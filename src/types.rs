use std::fmt;
use std::str::FromStr;

use crate::error::EtlError;

/// One entity instance flowing through a record stream
pub type Record = serde_json::Map<String, serde_json::Value>;

/// Which part of a season a gamelog covers
#[derive(Debug, Clone, Copy, PartialEq, Eq, Hash)]
pub enum GameType {
    Regular,
    Playoffs,
}

impl GameType {
    /// Numeric code the upstream gamelog page expects in its `gameType` parameter
    pub fn source_code(self) -> u8 {
        match self {
            GameType::Regular => 2,
            GameType::Playoffs => 3,
        }
    }

    pub fn as_str(self) -> &'static str {
        match self {
            GameType::Regular => "regular",
            GameType::Playoffs => "playoffs",
        }
    }
}

impl FromStr for GameType {
    type Err = EtlError;

    fn from_str(s: &str) -> Result<Self, Self::Err> {
        match s {
            "regular" => Ok(GameType::Regular),
            "playoffs" => Ok(GameType::Playoffs),
            other => Err(EtlError::UnsupportedGameType(other.to_string())),
        }
    }
}

impl fmt::Display for GameType {
    fn fmt(&self, f: &mut fmt::Formatter<'_>) -> fmt::Result {
        f.write_str(self.as_str())
    }
}

#[cfg(test)]
mod tests {
    use super::*;

    #[test]
    fn maps_to_source_codes() {
        assert_eq!("regular".parse::<GameType>().unwrap().source_code(), 2);
        assert_eq!("playoffs".parse::<GameType>().unwrap().source_code(), 3);
    }

    #[test]
    fn rejects_anything_else() {
        for raw in ["preseason", "Regular", "", "2"] {
            let err = raw.parse::<GameType>().unwrap_err();
            assert!(matches!(err, EtlError::UnsupportedGameType(ref v) if v == raw));
        }
    }

    #[test]
    fn display_round_trips() {
        for game_type in [GameType::Regular, GameType::Playoffs] {
            assert_eq!(game_type.to_string().parse::<GameType>().unwrap(), game_type);
        }
    }
}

____________________

| WHAT IS BEING ASKED |
List the lines of the entries that include "impl".

| RESPONSE TO THIS EXERCISE |
impl GameType {
impl FromStr for GameType {
impl fmt::Display for GameType {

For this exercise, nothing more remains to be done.